Пока Пригожа одевалась, девушка открыла окно, помахала рукой, видно, давая знать Всеволоду. Пригожа рванулась к проему, высунулась наружу. Задрав голову, на нее смотрел черниговский князь. Пригожа, чуть примерившись, прыгнула вниз. Она угодила прямо в седло, на миг увидела сияющее лицо любимого и толкнула коня пятками. Конь рванулся вперед, они понеслись по улице.

– Скоро ворота, проедем тихо. Будто на прогулку, – проговорил Всеволод, в его глазах метались сполохи.
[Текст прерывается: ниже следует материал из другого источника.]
//! Strategy for matching and heading-matching questions. Each prompt stores a
//! single correct designator: an option letter for matching, a Roman numeral
//! for heading matching. Designators are derived from option position, so
//! they are re-derived here at grading time and the stored value must be one
//! of them; a designator that no option produces is an integrity error.

use util::question::{Answer, Question, QuestionType};

use crate::error::{GradeResult, GraderError};
use crate::traits::strategy::GradingStrategy;
use crate::types::{QuestionVerdict, Submission, Verdict};
use crate::utilities::designators::heading_numerals;

/// Grades one prompt's designator against the stored correct designator.
pub struct MatchingStrategy;

impl MatchingStrategy {
    /// Check that `stored` is a designator the option list can produce.
    fn validate_designator(&self, question: &Question, stored: &str) -> GradeResult<()> {
        let valid = match question.question_type {
            QuestionType::HeadingMatching => {
                let numeral = stored.trim().to_lowercase();
                heading_numerals(question.config.options.len()).contains(&numeral)
            }
            // Matching designators are option letters by position.
            _ => question.config.letter_index(stored).is_some(),
        };
        if valid {
            Ok(())
        } else {
            Err(GraderError::UnknownDesignator(stored.to_string()))
        }
    }
}

impl GradingStrategy for MatchingStrategy {
    fn grade(
        &self,
        question: &Question,
        answer: &Answer,
        submission: &Submission,
    ) -> GradeResult<QuestionVerdict> {
        if answer.correct_answers.is_empty() {
            return Err(GraderError::EmptyAnswerKey);
        }
        let Submission::Choice(token) = submission else {
            return Err(GraderError::SubmissionMismatch(question.question_type));
        };

        for stored in &answer.correct_answers {
            self.validate_designator(question, stored)?;
        }

        let submitted = token.trim();
        let correct = answer
            .correct_answers
            .iter()
            .any(|stored| stored.trim().eq_ignore_ascii_case(submitted));

        Ok(QuestionVerdict {
            question_id: question.id,
            verdict: Verdict::from_bool(correct),
            submitted: submission.display(),
            accepted: answer.correct_answers.clone(),
        })
    }
}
С трудом сдерживаясь, крепостную башню миновали шагом, а потом, удалившись, припустили галопом.

– По какой дороге едем? – спросила она.

– По Киевской!

– А надо бы по новгородской!

– Это почему?

– Чтобы запутать следы!

– Не беспокойся. Об этом я подумал заранее!

– Как удалось выследить меня? – через некоторое время спросила Пригожа.

– Прибыл в Новгород, тебя увезли. Я следом. Во Владимире одну из твоих служанок удалось подкупить. Отвалил такие деньги, что не смогла отказаться!

– Бедняжка! Откроют – пропадет!

– Небось! О побеге знали только мы с ней вдвоем. Если не проболтается, никто не проведает. Сейчас там поднялась суматоха, скроется среди других служанок.

Через час гонки Всеволод попридержал коня, направил его в небольшую речку.

– Следуй за мной, – приказал он Пригоже.

Они стали углубляться в лес. Речка петляла среди зарослей кустарника, дно было песчаным, ехать было легко. Наконец по пологому берегу поднялись наверх, оказались возле лесной избушки.

– Вот здесь переждем несколько дней, – сказал он ей и впервые улыбнулся, широко и открыто, и у нее отлегло от сердца.

– Чье это жилье? – спросила она.

– Дня на три наше. А потом вернется тот, кому я щедро заплатил и еще приплачу.

Он привлек ее к себе, поцеловал. Она шумно вздохнула, прижалась к его груди. Коней привязали возле двери, вошли вовнутрь. В полутемноте видны были широкая лежанка, столик возле подслеповатого окна, скамеечка, в углу – очаг. Всеволод сумку кинул на лежанку, плащ на стол, оружие к очагу, а седла свалил у входа. Она тотчас набросилась на него:

– Ты всегда такой неаккуратный? Нельзя все это повесить?

– Ты и повесь, – ответил он небрежно, разваливаясь на лежанке.

– Я что, обязана за тобой ходить и прибирать твои вещи?

– И приберешь!

– Я тебе никто!

– Будешь скоро женой.

– Это еще когда? А пока вставай и сам убирай!

– И не подумаю.

Пригожа ногой толкала скамейку к окну, села насупившись. Оба молчали, не желая начать разговор первым.

Наконец Всеволод, сладко потянувшись, проговорил примирительно:

– Ну ладно дуться из-за ерунды.

– Это не ерунда. Если так будет повторяться всегда...

– Чего – повторяться?

– Будешь разбрасываться.

– Ну и буду. Ну и что?

– Ничего.

Снова длительное молчание.

Наконец он сказал спокойно:

– Ладно, иди ко мне. Давай дружить.

Она капризно передернула плечами.

– Хватит дуться.

– Я тебе не лягушка, чтобы дуться...

– Эй, эй, давай кончать перепалку! Так мы можем черт-те до чего договориться.